There are a number of curious things about the protests in Nicaragua. First, while the mainstream press has explained these protests as a response to a “social security overhaul” announced by the government, it was largely students and other youth who have been demonstrating, and not those directly affected by the announced cuts. And, though the government reversed itself on the previously-announced social security cuts in response to the protests, the New York Times stated with glee that this probably would not stop the protests from continuing.
Moreover, it must be pointed out that the proposed social security cuts which provided the impetus for the protests were themselves necessitated in no small part by the House passage of the NICA Act which, as Telesur noted, “has already put a chill on foreign direct investment into the Nicaraguan economy, having a knock-on effect on local lending activity and private investments.” Of course, this is all according to plan.
Several alternative Spanish-speaking news outlets, including the on-line publication Mision Verdad, have detailed a number of ways in which the violent demonstrations in Nicaragua look like those organized by the right-wing in Venezuela. These include (1) the demonstrators’ use of “artisanal weapons,” such as mortars and rockets, designed to obscure “the line between peaceful protest and the tactics of subversion and urban warfare,” and thus to provoke a government response which could be labeled “a violation of human rights”; (2) attempts to falsely blame the government for chemical weapons use (a tried and true way to provoke foreign intervention); (3) the inflation of the number of those killed in clashes, combined with the downplaying of the deaths of state security forces; (4) looting of private and public property, including memorials to left-wing revolutionary leaders such as Hugo Chavez; (5) the use of snipers; and (6) the support of the Catholic Church and various NGOs for the anti-government activities.

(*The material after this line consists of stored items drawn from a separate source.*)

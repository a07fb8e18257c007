//! Field prefixes recognised in command arguments.

use std::fmt;

use serde::{Serialize, Serializer};

/// A marker such as `n/` that introduces one field in the argument text.
#[derive(Debug, Clone, Copy, PartialEq, Eq, Hash, PartialOrd, Ord)]
pub struct Prefix(&'static str);

impl Prefix {
    pub const fn new(marker: &'static str) -> Self {
        Self(marker)
    }

    pub fn as_str(&self) -> &'static str {
        self.0
    }
}

impl fmt::Display for Prefix {
    fn fmt(&self, f: &mut fmt::Formatter<'_>) -> fmt::Result {
        f.write_str(self.0)
    }
}

impl Serialize for Prefix {
    fn serialize<S: Serializer>(&self, serializer: S) -> Result<S::Ok, S::Error> {
        serializer.serialize_str(self.0)
    }
}

pub const PREFIX_NAME: Prefix = Prefix::new("n/");
pub const PREFIX_PHONE: Prefix = Prefix::new("p/");
pub const PREFIX_ADDRESS: Prefix = Prefix::new("a/");
pub const PREFIX_EMERGENCY_CONTACT: Prefix = Prefix::new("ec/");
pub const PREFIX_NOTE: Prefix = Prefix::new("nt/");
pub const PREFIX_SUBJECT: Prefix = Prefix::new("s/");
pub const PREFIX_LEVEL: Prefix = Prefix::new("l/");
pub const PREFIX_TASK_DESCRIPTION: Prefix = Prefix::new("t/");
pub const PREFIX_TASK_DEADLINE: Prefix = Prefix::new("d/");
pub const PREFIX_TASK_INDEX: Prefix = Prefix::new("ti/");
pub const PREFIX_LESSON_TIME: Prefix = Prefix::new("lt/");

/// Every prefix the grammar knows. Parsers tokenize with all of them so that a
/// prefix belonging to another command is reported as extra instead of being
/// swallowed into a neighbouring value.
pub const ALL_PREFIXES: [Prefix; 11] = [
    PREFIX_NAME,
    PREFIX_PHONE,
    PREFIX_ADDRESS,
    PREFIX_EMERGENCY_CONTACT,
    PREFIX_NOTE,
    PREFIX_SUBJECT,
    PREFIX_LEVEL,
    PREFIX_TASK_DESCRIPTION,
    PREFIX_TASK_DEADLINE,
    PREFIX_TASK_INDEX,
    PREFIX_LESSON_TIME,
];

/// Prefixes in `ALL_PREFIXES` that are not in `legal`.
pub fn prefixes_excluding(legal: &[Prefix]) -> Vec<Prefix> {
    ALL_PREFIXES
        .iter()
        .copied()
        .filter(|p| !legal.contains(p))
        .collect()
}

#[cfg(test)]
mod tests {
    use super::*;
    use std::collections::HashSet;

    #[test]
    fn prefixes_are_distinct() {
        let markers: HashSet<&str> = ALL_PREFIXES.iter().map(|p| p.as_str()).collect();
        assert_eq!(markers.len(), ALL_PREFIXES.len());
    }

    #[test]
    fn excluding_keeps_declaration_order() {
        let rest = prefixes_excluding(&[PREFIX_NAME, PREFIX_NOTE]);
        assert_eq!(rest.len(), ALL_PREFIXES.len() - 2);
        assert_eq!(rest[0], PREFIX_PHONE);
        assert!(!rest.contains(&PREFIX_NOTE));
    }
}
use crate::command::DeleteCommand;
use crate::error::ParseError;
use crate::parser::syntax::{ALL_PREFIXES, PREFIX_NAME};
use crate::parser::tokenizer::tokenize;
use crate::parser::traits::ArgsParser;
use crate::parser::util::{
    parse_name, reject_extra_prefixes, require_prefixes, required_value,
    verify_no_duplicate_prefixes,
};

pub struct DeleteCommandParser;

impl ArgsParser for DeleteCommandParser {
    type Output = DeleteCommand;

    fn parse(&self, args: &str) -> Result<DeleteCommand, ParseError> {
        let usage = DeleteCommand::USAGE;
        let map = tokenize(args, &ALL_PREFIXES);
        reject_extra_prefixes(&map, &[PREFIX_NAME], usage)?;
        require_prefixes(&map, &[PREFIX_NAME], usage)?;
        verify_no_duplicate_prefixes(&map, &[PREFIX_NAME])?;
        let name = parse_name(required_value(&map, PREFIX_NAME, usage)?)?;
        Ok(DeleteCommand { name })
    }
}
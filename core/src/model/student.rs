use std::collections::BTreeSet;
use std::fmt::Write as _;

use serde::{Deserialize, Serialize};

use super::{
    Address, EmergencyContact, LessonTime, Level, Name, Note, Phone, Subject, Task,
};

/// One student record.
#[derive(Debug, Clone, PartialEq, Eq, Serialize, Deserialize)]
pub struct Student {
    pub name: Name,
    pub phone: Phone,
    #[serde(default)]
    pub emergency_contact: EmergencyContact,
    pub address: Address,
    #[serde(default)]
    pub note: Note,
    #[serde(default)]
    pub level: Option<Level>,
    #[serde(default)]
    pub subjects: BTreeSet<Subject>,
    #[serde(default)]
    pub lesson_times: Vec<LessonTime>,
    #[serde(default)]
    pub tasks: Vec<Task>,
}

impl Student {
    pub fn new(name: Name, phone: Phone, address: Address) -> Self {
        Self {
            name,
            phone,
            emergency_contact: EmergencyContact::default(),
            address,
            note: Note::default(),
            level: None,
            subjects: BTreeSet::new(),
            lesson_times: Vec::new(),
            tasks: Vec::new(),
        }
    }

    pub fn has_task(&self, task: &Task) -> bool {
        self.tasks.contains(task)
    }

    /// Inserts keeping tasks ordered by deadline, then description.
    pub fn insert_task(&mut self, task: Task) {
        self.tasks.push(task);
        self.sort_tasks();
    }

    pub fn sort_tasks(&mut self) {
        self.tasks.sort_by(|a, b| {
            a.deadline
                .cmp(&b.deadline)
                .then_with(|| a.description.cmp(&b.description))
        });
    }

    pub fn set_lesson_times(&mut self, mut slots: Vec<LessonTime>) {
        slots.sort();
        slots.dedup();
        self.lesson_times = slots;
    }

    /// Multi-line details used by `view`.
    pub fn details(&self) -> String {
        let mut out = String::new();
        let _ = writeln!(out, "{}", self.name);
        let _ = writeln!(out, "  Phone: {}", self.phone);
        if !self.emergency_contact.is_empty() {
            let _ = writeln!(out, "  Emergency contact: {}", self.emergency_contact);
        }
        let _ = writeln!(out, "  Address: {}", self.address);
        if let Some(level) = &self.level {
            let _ = writeln!(out, "  Level: {level}");
        }
        if !self.subjects.is_empty() {
            let subjects: Vec<&str> = self.subjects.iter().map(Subject::as_str).collect();
            let _ = writeln!(out, "  Subjects: {}", subjects.join(", "));
        }
        if !self.lesson_times.is_empty() {
            let slots: Vec<String> = self.lesson_times.iter().map(ToString::to_string).collect();
            let _ = writeln!(out, "  Lessons: {}", slots.join(", "));
        }
        if !self.note.is_empty() {
            let _ = writeln!(out, "  Note: {}", self.note);
        }
        let _ = write!(out, "  Tasks: {}", self.tasks.len());
        out
    }
}

#[cfg(test)]
mod tests {
    use super::*;
    use crate::model::{TaskDeadline, TaskDescription};

    fn task(desc: &str, deadline: &str) -> Task {
        Task::new(
            TaskDescription::new(desc).unwrap(),
            TaskDeadline::new(deadline).unwrap(),
        )
    }

    fn student() -> Student {
        Student::new(
            Name::new("Amy Bee").unwrap(),
            Phone::new("85355255").unwrap(),
            Address::new("123, Jurong West Ave 6").unwrap(),
        )
    }

    #[test]
    fn tasks_stay_sorted() {
        let mut s = student();
        s.insert_task(task("essay", "2031-05-01"));
        s.insert_task(task("worksheet", "2030-01-01"));
        s.insert_task(task("algebra", "2031-05-01"));
        let order: Vec<&str> = s.tasks.iter().map(|t| t.description.as_str()).collect();
        assert_eq!(order, vec!["worksheet", "algebra", "essay"]);
        assert!(s.has_task(&task("essay", "2031-05-01")));
    }

    #[test]
    fn details_skip_empty_fields() {
        let s = student();
        let details = s.details();
        assert!(details.contains("Phone: 85355255"));
        assert!(!details.contains("Note:"));
        assert!(!details.contains("Level:"));
    }

    #[test]
    fn lesson_times_deduplicated() {
        let mut s = student();
        let slot = LessonTime::new("Sun 10:00-11:00").unwrap();
        s.set_lesson_times(vec![slot, slot]);
        assert_eq!(s.lesson_times.len(), 1);
    }
}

Not surprisingly, the Cold War-era National Endowment for Democracy (NED) has recently been giving substantial funding to groups in Nicaragua seemingly to stoke the very types of anti-government actions taking place right now. For example, the NED, in 2017, gave $72,440 to the Comision Permanente de Derechos Humanos de Nicaragua (CPDHN) for “human rights” monitoring. Curiously, the CPDHN is a key source the Western press has been relying upon for the lop-sided information about the current protests and the government’s response to them.

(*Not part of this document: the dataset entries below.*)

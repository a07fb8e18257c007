use thiserror::Error;

use super::{CommandError, ParseError};

#[derive(Error, Debug)]
pub enum CliError {
    #[error("{0}")]
    Parse(#[from] ParseError),
    #[error("{0}")]
    Command(#[from] CommandError),
    #[error("storage error: {0}")]
    Storage(#[from] StorageError),
    #[error("config error: {0}")]
    Config(String),
    #[error("io error: {0}")]
    Io(#[from] std::io::Error),
    #[error("anyhow error: {0}")]
    Anyhow(#[from] anyhow::Error),
}

#[derive(Error, Debug)]
pub enum StorageError {
    #[error("cannot read {path}: {source}")]
    Read {
        path: String,
        #[source]
        source: std::io::Error,
    },
    #[error("cannot write {path}: {source}")]
    Write {
        path: String,
        #[source]
        source: std::io::Error,
    },
    #[error("{path} is not a valid data file: {source}")]
    Corrupted {
        path: String,
        #[source]
        source: serde_json::Error,
    },
    #[error("serde_json serialize student book: {0}")]
    Serialize(#[source] serde_json::Error),
}
use std::cmp::Ordering;
use std::fmt;
use std::hash::{Hash, Hasher};

use serde::{Deserialize, Serialize};

use crate::error::ValidationError;

/// A student's name. Internal whitespace is collapsed; comparison ignores case,
/// so "bob  CHOO" and "Bob Choo" name the same student.
#[derive(Debug, Clone, Serialize, Deserialize)]
#[serde(try_from = "String", into = "String")]
pub struct Name(String);

impl Name {
    pub const MESSAGE_CONSTRAINTS: &'static str =
        "Names should only contain alphanumeric characters and spaces, and it should not be blank";

    pub fn is_valid(raw: &str) -> bool {
        let collapsed = collapse_whitespace(raw);
        !collapsed.is_empty()
            && collapsed
                .chars()
                .all(|c| c.is_ascii_alphanumeric() || c == ' ')
    }

    pub fn new(raw: &str) -> Result<Self, ValidationError> {
        if !Self::is_valid(raw) {
            return Err(ValidationError::new("name", Self::MESSAGE_CONSTRAINTS));
        }
        Ok(Self(collapse_whitespace(raw)))
    }

    pub fn as_str(&self) -> &str {
        &self.0
    }

    fn key(&self) -> String {
        self.0.to_lowercase()
    }

    /// True if any whole word of this name equals `keyword`, ignoring case.
    pub fn contains_word(&self, keyword: &str) -> bool {
        let keyword = keyword.to_lowercase();
        self.0
            .split(' ')
            .any(|word| word.to_lowercase() == keyword)
    }
}

pub(crate) fn collapse_whitespace(raw: &str) -> String {
    raw.split_whitespace().collect::<Vec<_>>().join(" ")
}

impl PartialEq for Name {
    fn eq(&self, other: &Self) -> bool {
        self.key() == other.key()
    }
}

impl Eq for Name {}

impl Hash for Name {
    fn hash<H: Hasher>(&self, state: &mut H) {
        self.key().hash(state);
    }
}

impl PartialOrd for Name {
    fn partial_cmp(&self, other: &Self) -> Option<Ordering> {
        Some(self.cmp(other))
    }
}

impl Ord for Name {
    fn cmp(&self, other: &Self) -> Ordering {
        self.key().cmp(&other.key())
    }
}

impl fmt::Display for Name {
    fn fmt(&self, f: &mut fmt::Formatter<'_>) -> fmt::Result {
        f.write_str(&self.0)
    }
}

impl TryFrom<String> for Name {
    type Error = ValidationError;

    fn try_from(value: String) -> Result<Self, Self::Error> {
        Self::new(&value)
    }
}

impl From<Name> for String {
    fn from(value: Name) -> Self {
        value.0
    }
}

The NED has also been giving substantial monies to youth and student groups in Nicaragua – such groups now serving as the main source of the current unrest. In addition, the NED has given support to “independent” (i.e., anti-government) media outlets and to other civil society groups for the purpose of “raising awareness” about how the Nicaraguan government is allegedly repressing them. All told, the NED last year alone gave well over a $1 million in aid to civil society groups for the purpose of ginning up social strife in Nicaragua.

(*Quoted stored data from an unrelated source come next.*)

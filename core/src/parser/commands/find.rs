use crate::command::{FindCommand, FindPredicate};
use crate::error::ParseError;
use crate::model::{Level, Name, Subject};
use crate::parser::syntax::{ALL_PREFIXES, PREFIX_LEVEL, PREFIX_NAME, PREFIX_SUBJECT};
use crate::parser::tokenizer::tokenize;
use crate::parser::traits::ArgsParser;
use crate::parser::util::{reject_extra_prefixes, verify_no_duplicate_prefixes};

const SEARCH_KEYS: [crate::parser::syntax::Prefix; 3] = [PREFIX_NAME, PREFIX_LEVEL, PREFIX_SUBJECT];

/// Searches by exactly one of `n/`, `l/` or `s/`.
pub struct FindCommandParser;

impl ArgsParser for FindCommandParser {
    type Output = FindCommand;

    fn parse(&self, args: &str) -> Result<FindCommand, ParseError> {
        let usage = FindCommand::USAGE;
        let map = tokenize(args, &ALL_PREFIXES);
        reject_extra_prefixes(&map, &SEARCH_KEYS, usage)?;

        let present: Vec<_> = SEARCH_KEYS.iter().filter(|p| map.is_present(**p)).collect();
        if present.len() != 1 || !map.preamble().is_empty() {
            return Err(ParseError::InvalidFormat { usage });
        }
        verify_no_duplicate_prefixes(&map, &SEARCH_KEYS)?;

        let key = *present[0];
        let raw = map.value(key).unwrap_or_default();
        let mut keywords: Vec<String> = raw.split_whitespace().map(str::to_string).collect();
        if keywords.is_empty() {
            // A blank value is one empty keyword, left to the field's own rule.
            keywords.push(String::new());
        }

        let predicate = if key == PREFIX_NAME {
            if keywords.iter().any(|k| !Name::is_valid(k)) {
                return Err(ParseError::constraint("name", Name::MESSAGE_CONSTRAINTS));
            }
            FindPredicate::NameKeywords(keywords)
        } else if key == PREFIX_LEVEL {
            let level = Level::normalize(raw)
                .ok_or_else(|| ParseError::constraint("level", Level::MESSAGE_CONSTRAINTS))?;
            FindPredicate::Level(level)
        } else {
            if keywords.iter().any(|k| !Subject::is_valid(k)) {
                return Err(ParseError::constraint("subject", Subject::MESSAGE_CONSTRAINTS));
            }
            FindPredicate::SubjectKeywords(keywords)
        };
        Ok(FindCommand { predicate })
    }
}
//! Core of tutorbook: a prefix-based command grammar for managing students
//! and their tasks, plus the student book the commands run against.
//!
//! ```text
//! input line ──► parser::parse_command ──► Command ──► Command::execute ──► CommandOutcome
//!                     │                                      │
//!                     └─► UiStateSink                         └─► StudentBook ◄─► storage
//! ```

pub mod command;
pub mod config;
pub mod error;
pub mod model;
pub mod parser;
pub mod storage;
pub mod ui;

pub use command::{Command, CommandOutcome};
pub use error::{CliError, CommandError, ErrorKind, ParseError, StorageError, ValidationError};
pub use model::StudentBook;
pub use parser::parse_command;
pub use ui::{UiState, UiStateSink};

During the 1980s, Nicaragua – a tiny country which remains the second poorest in the Hemisphere — inspired many of us, myself included, with its heroic resistance to violent US aggression. Nicaragua has remained a symbol of opposition to US imperialism, and that has galled the powers-that-be in this country – particularly Neo-Cons such as current National Security Adviser John Bolton.
We must stand with Nicaragua now, as many of us did before, in opposing continued US hostilities in the form of the NICA Act and interference in Nicaragua’s internal affairs. Nicaragua deserves such solidarity.
Daniel Kovalik lives in Pittsburgh and teaches International Human Rights Law at the University of Pittsburgh School of Law.